My Attitude sabotaged my career- and it was awesome
Almost a decade ago, I torpedoed my work life. I was 25 and working as an assistant at a major movie studio. At no point was I forced to interview for that job, or even accept the offer after the interview, but I did, and I enjoyed all the perks of being on a movie lot each day. One blaring problem was- and it pains me to admit these things- I felt my ideas were better than those of most people in my department. Not for the actual work being done, but in HOW the work could be done.
Each day brought more frustration around endless meetings that, in my mind, could have been updates on our SharePoint, or even a Google doc/spreadsheet. At the time, BlackBerrys were all the rage, which felt like we all had little mini laptops in our pockets. My mental whining was non-stop, “Why do we need to be here all day, when I have an ‘office’ in my purse?” My objections were expressed in the most juvenile ways: I was bratty, and I was frustrated with what I perceived as not being listened to. But really, how could anyone have listened when I wasn’t even speaking up?
My shitty attitude eventually got me fired, but before I got that tell-tale invite to sit down in my boss’ office with HR waiting to greet me, something happened. It finally hit me that the job and the company simply weren’t a good fit for me. This may seem obvious, but in a world where we are told the job hunt is all about impressing the employer, it feels foreign to go looking for them to impress YOU as the employee, aka the talent.

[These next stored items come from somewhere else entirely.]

use std::collections::{BTreeMap, VecDeque};
use tracing::debug;

use crate::bail;
use crate::error::{CdcResult, ErrorKind};
use crate::types::{DdlEvent, TableName};

/// Per-table FIFO queues of DDL events waiting to be executed.
///
/// Queues are created on the first event of a table and removed once drained. Within a queue,
/// commit ts are strictly increasing. Queues are keyed by [`TableName`] in a sorted map, so
/// scans visit tables in a deterministic order.
#[derive(Debug, Default)]
pub(crate) struct PendingDdls {
    queues: BTreeMap<TableName, VecDeque<DdlEvent>>,
}

impl PendingDdls {
    /// Appends `event` to the queue of its table.
    pub(crate) fn push(&mut self, event: DdlEvent) -> CdcResult<()> {
        let queue = self.queues.entry(event.table_name().clone()).or_default();
        if let Some(tail) = queue.back()
            && tail.commit_ts >= event.commit_ts
        {
            bail!(
                ErrorKind::DdlOutOfOrder,
                "DDL event is not newer than the last pending DDL of its table",
                format!(
                    "event at {} on {} queued after event at {}",
                    event.commit_ts,
                    event.table_name(),
                    tail.commit_ts
                )
            );
        }

        queue.push_back(event);
        Ok(())
    }

    /// Returns the oldest pending event across all tables, pruning drained queues.
    ///
    /// When several tables have a head at the same commit ts, the first one in table name
    /// order wins.
    pub(crate) fn next(&mut self) -> Option<&DdlEvent> {
        self.queues.retain(|table_name, queue| {
            if queue.is_empty() {
                debug!(table = %table_name, "no more pending ddl, removing table queue");
                return false;
            }

            true
        });

        let mut next: Option<&DdlEvent> = None;
        for head in self.queues.values().filter_map(VecDeque::front) {
            if next.is_none_or(|next| head.commit_ts < next.commit_ts) {
                next = Some(head);
            }
        }

        next
    }

    /// Removes the head of the queue of `table_name`.
    pub(crate) fn pop_front(&mut self, table_name: &TableName) -> Option<DdlEvent> {
        self.queues.get_mut(table_name)?.pop_front()
    }

    /// Returns the head of every non-empty queue.
    pub(crate) fn heads(&self) -> impl Iterator<Item = &DdlEvent> {
        self.queues.values().filter_map(VecDeque::front)
    }

    /// Returns the total number of pending events.
    pub(crate) fn len(&self) -> usize {
        self.queues.values().map(VecDeque::len).sum()
    }
}

#[cfg(test)]
mod tests {
    use super::*;
    use crate::types::{ActionType, TableInfo, Ts};

    fn event(table: &str, table_id: i64, commit_ts: Ts) -> DdlEvent {
        DdlEvent {
            commit_ts,
            action: ActionType::AddColumn,
            table_info: TableInfo::new("test", table, table_id),
            pre_table_info: None,
            query: format!("ALTER TABLE {table} ADD COLUMN c{commit_ts} INT"),
        }
    }

    #[test]
    fn next_returns_the_minimum_head() {
        let mut pending = PendingDdls::default();
        pending.push(event("t1", 1, 120)).unwrap();
        pending.push(event("t1", 1, 130)).unwrap();
        pending.push(event("t2", 2, 110)).unwrap();

        assert_eq!(pending.next().map(|e| e.commit_ts), Some(110));
        assert_eq!(pending.len(), 3);
        assert_eq!(pending.heads().count(), 2);
    }

    #[test]
    fn ties_resolve_by_table_name() {
        let mut pending = PendingDdls::default();
        pending.push(event("b", 2, 100)).unwrap();
        pending.push(event("a", 1, 100)).unwrap();

        assert_eq!(pending.next().map(|e| e.table_name().table.as_str()), Some("a"));
    }

    #[test]
    fn drained_queues_are_pruned() {
        let mut pending = PendingDdls::default();
        pending.push(event("t1", 1, 100)).unwrap();

        let table_name = TableName::new("test", "t1", 1);
        assert!(pending.pop_front(&table_name).is_some());
        assert!(pending.next().is_none());
        assert!(pending.queues.is_empty());
    }

    #[test]
    fn out_of_order_events_are_rejected() {
        let mut pending = PendingDdls::default();
        pending.push(event("t1", 1, 100)).unwrap();

        let err = pending.push(event("t1", 1, 100)).unwrap_err();
        assert_eq!(err.kind(), ErrorKind::DdlOutOfOrder);

        let err = pending.push(event("t1", 1, 90)).unwrap_err();
        assert_eq!(err.kind(), ErrorKind::DdlOutOfOrder);
        assert_eq!(pending.len(), 1);
    }
}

My time there was doomed from the beginning. If I wanted a tech savvy office that was chill about working remotely, I should have built that into my job search. Instead, I wanted, no NEEDED, that job. Not because it was right for me, but because it was there. This is the same shit I scold my girlfriends about when it comes to dating: “You don’t give up your time and energy just because they’re available and willing to have you.”
I didn’t have the balls to quit just like your BFF doesn’t have the balls to block her seven-time, on again/off again, non-committed “boyfriend.” What would I do without this job? At the time, I was prepared to stay there and be miserable, while judging everyone around me for my misery.
Three Things I learned:
- When job-hunting, you are interviewing them just as much as they are interviewing you. What do you want your workday to look like? Are you disciplined enough to maintain high productivity, while working remotely? If yes, you damn sure better be looking for employers who can respect that. How do you best communicate ideas and collaborate? In person, text and email, white board sessions? Knowing these things about yourself will help put together YOUR list of questions for the interview.
- Speak up. The moment you feel like your voice is not being heard, take a moment to check in with yourself to see if you’re even using it. It’s cool to process something internally and have your bratty tantrum, but after its over, re-group, and be clear on your frustrations and prepare solutions to present when you sit down and discuss it.
- Don’t wait until you get fired to leave! Sounds obvious, right? But just like in romantic relationships, we can normally sense shit ain’t right a few months before it falls apart. Use that feeling to plan your exit. If speaking up didn’t work, or you just know deep down it’s not a good fit, put yourself in a position to find something that is.
Overall, know your worth. You don’t have to accept the first job offer you get. If you find yourself in that position more often than you’d like, it’s time to get on a budget, girl! That’s an entirely different discussion, but keep your overhead low to buy yourself time to shop around.